WORK REQUIRED: Work through the records below and copy every line that includes "match".

[Stored items]
+++

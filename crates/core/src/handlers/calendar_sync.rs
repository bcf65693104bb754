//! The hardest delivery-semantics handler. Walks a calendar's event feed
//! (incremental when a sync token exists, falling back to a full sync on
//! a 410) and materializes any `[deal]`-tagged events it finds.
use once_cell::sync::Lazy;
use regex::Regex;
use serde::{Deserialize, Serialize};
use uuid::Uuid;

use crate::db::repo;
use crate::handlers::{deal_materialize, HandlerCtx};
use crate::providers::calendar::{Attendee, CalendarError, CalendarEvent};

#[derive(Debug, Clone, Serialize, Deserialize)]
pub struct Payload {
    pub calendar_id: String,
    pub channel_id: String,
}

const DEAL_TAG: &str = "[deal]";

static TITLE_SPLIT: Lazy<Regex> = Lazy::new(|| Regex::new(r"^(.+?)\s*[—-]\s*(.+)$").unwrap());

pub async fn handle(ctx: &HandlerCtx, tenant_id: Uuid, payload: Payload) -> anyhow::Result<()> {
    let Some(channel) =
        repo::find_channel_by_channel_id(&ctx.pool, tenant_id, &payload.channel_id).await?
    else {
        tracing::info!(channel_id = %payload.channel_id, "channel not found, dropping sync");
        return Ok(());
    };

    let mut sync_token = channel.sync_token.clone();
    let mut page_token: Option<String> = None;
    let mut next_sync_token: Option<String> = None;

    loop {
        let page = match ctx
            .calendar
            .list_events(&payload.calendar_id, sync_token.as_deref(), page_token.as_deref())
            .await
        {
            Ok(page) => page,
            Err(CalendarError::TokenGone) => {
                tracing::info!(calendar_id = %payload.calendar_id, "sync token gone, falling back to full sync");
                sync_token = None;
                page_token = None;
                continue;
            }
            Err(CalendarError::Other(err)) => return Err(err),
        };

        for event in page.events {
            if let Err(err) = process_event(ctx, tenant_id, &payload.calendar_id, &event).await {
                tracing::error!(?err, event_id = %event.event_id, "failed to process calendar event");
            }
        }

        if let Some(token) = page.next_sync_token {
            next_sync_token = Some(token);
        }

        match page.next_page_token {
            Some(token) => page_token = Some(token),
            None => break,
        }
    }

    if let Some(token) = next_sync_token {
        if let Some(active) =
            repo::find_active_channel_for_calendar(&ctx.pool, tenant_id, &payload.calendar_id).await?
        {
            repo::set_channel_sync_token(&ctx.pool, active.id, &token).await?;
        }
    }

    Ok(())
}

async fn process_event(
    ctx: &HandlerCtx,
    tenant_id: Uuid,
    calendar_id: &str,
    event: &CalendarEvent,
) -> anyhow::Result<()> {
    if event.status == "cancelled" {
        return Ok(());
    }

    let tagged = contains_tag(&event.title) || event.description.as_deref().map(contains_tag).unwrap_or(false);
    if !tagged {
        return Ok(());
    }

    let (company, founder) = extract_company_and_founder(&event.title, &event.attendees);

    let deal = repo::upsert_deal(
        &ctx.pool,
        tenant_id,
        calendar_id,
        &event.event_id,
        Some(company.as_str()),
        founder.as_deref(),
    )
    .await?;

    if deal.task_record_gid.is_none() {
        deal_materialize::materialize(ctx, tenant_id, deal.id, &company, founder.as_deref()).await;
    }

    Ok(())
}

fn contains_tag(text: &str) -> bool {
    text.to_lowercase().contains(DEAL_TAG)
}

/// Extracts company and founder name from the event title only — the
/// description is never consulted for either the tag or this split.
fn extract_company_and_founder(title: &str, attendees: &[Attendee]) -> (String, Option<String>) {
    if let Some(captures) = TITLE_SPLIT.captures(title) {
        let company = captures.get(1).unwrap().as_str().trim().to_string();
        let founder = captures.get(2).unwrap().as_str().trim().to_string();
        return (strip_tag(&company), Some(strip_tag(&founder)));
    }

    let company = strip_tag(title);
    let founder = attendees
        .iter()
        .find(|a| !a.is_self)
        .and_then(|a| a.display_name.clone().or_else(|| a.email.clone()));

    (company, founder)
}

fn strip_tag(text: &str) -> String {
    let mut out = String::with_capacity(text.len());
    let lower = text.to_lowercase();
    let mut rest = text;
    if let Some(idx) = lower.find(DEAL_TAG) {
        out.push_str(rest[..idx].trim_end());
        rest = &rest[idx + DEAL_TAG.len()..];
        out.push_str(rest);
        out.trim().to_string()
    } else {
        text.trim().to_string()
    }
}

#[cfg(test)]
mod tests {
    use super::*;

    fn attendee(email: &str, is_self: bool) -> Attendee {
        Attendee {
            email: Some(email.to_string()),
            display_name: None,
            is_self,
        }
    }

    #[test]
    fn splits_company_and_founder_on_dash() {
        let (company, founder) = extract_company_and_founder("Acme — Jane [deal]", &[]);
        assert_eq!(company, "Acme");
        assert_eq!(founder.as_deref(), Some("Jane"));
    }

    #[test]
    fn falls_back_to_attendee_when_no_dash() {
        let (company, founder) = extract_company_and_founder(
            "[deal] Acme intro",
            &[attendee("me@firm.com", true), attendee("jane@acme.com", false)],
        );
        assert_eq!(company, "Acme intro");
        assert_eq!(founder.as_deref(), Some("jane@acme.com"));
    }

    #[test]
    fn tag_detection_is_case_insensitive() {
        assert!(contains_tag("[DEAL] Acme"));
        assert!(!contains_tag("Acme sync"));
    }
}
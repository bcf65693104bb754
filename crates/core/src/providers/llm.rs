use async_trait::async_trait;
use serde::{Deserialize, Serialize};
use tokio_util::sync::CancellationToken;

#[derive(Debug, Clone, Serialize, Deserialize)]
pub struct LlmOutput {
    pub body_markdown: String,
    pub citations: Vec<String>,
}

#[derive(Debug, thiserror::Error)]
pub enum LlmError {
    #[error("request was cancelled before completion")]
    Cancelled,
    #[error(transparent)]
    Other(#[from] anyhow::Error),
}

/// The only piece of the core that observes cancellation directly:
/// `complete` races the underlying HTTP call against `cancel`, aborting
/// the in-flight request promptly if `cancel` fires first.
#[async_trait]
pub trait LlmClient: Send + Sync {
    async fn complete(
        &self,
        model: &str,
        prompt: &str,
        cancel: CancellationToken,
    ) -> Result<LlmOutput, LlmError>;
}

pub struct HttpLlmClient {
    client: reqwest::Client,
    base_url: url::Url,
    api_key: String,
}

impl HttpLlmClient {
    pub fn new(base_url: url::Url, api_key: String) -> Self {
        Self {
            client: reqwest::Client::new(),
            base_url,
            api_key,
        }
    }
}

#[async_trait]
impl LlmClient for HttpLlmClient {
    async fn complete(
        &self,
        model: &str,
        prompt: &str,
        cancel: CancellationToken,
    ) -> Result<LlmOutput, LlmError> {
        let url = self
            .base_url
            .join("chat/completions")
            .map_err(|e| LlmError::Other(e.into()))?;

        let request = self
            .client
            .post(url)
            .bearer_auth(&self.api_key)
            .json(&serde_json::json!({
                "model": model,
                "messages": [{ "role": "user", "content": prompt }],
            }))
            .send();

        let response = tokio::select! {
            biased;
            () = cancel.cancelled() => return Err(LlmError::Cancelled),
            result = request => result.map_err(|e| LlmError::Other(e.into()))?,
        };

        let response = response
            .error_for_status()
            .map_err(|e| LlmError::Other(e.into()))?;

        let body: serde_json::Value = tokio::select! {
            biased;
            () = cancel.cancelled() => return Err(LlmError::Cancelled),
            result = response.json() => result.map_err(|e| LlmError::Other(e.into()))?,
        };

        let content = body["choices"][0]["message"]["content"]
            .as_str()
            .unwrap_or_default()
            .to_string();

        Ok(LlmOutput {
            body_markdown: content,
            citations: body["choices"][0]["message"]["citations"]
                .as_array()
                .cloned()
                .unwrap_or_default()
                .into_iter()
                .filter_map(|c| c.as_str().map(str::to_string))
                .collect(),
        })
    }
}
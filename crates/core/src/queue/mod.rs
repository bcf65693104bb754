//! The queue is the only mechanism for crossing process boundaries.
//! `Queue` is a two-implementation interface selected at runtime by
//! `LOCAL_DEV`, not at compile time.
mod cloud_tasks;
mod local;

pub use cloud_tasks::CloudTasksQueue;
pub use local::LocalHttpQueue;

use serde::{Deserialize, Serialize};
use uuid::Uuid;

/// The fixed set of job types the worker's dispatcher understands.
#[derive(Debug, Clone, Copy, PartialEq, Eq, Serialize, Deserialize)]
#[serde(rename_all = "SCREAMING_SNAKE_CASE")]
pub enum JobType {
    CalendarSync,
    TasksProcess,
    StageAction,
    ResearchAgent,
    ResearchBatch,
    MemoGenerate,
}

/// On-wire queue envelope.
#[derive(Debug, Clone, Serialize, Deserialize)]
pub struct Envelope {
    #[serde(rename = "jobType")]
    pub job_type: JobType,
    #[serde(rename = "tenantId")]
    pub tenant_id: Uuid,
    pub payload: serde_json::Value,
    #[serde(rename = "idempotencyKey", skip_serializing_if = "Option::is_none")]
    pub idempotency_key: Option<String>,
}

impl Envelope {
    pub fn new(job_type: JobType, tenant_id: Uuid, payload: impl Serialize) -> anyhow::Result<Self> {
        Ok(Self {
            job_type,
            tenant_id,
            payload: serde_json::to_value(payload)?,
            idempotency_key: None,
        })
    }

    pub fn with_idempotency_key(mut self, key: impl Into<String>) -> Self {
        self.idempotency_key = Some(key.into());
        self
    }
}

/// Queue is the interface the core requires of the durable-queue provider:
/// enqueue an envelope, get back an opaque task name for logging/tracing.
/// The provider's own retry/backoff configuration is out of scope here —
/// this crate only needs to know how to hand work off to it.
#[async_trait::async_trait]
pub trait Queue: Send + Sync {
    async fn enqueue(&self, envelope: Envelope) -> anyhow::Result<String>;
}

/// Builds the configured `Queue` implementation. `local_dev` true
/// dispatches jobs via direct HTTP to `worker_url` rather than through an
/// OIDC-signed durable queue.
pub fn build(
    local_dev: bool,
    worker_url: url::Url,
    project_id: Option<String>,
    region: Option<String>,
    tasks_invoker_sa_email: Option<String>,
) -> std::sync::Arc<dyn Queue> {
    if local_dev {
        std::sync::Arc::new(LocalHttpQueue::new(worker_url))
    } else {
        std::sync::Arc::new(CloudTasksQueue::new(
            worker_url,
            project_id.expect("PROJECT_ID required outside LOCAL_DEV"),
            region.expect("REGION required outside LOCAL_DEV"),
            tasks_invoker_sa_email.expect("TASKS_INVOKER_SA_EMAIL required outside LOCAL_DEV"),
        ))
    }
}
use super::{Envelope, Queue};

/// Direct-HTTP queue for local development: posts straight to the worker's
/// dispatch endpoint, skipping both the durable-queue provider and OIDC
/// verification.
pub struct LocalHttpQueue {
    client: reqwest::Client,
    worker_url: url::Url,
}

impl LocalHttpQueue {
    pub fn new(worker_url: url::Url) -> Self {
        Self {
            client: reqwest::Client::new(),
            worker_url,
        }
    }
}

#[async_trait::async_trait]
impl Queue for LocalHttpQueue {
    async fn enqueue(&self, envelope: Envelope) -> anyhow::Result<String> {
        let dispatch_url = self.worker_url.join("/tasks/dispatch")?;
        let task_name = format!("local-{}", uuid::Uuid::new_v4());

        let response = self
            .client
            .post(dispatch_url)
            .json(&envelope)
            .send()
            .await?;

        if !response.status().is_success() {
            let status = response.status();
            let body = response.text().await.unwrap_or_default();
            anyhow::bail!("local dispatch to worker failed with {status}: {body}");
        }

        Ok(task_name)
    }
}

+++

SOLUTION FOR THIS PROBLEM:
        let page = match ctx
        match page.next_page_token {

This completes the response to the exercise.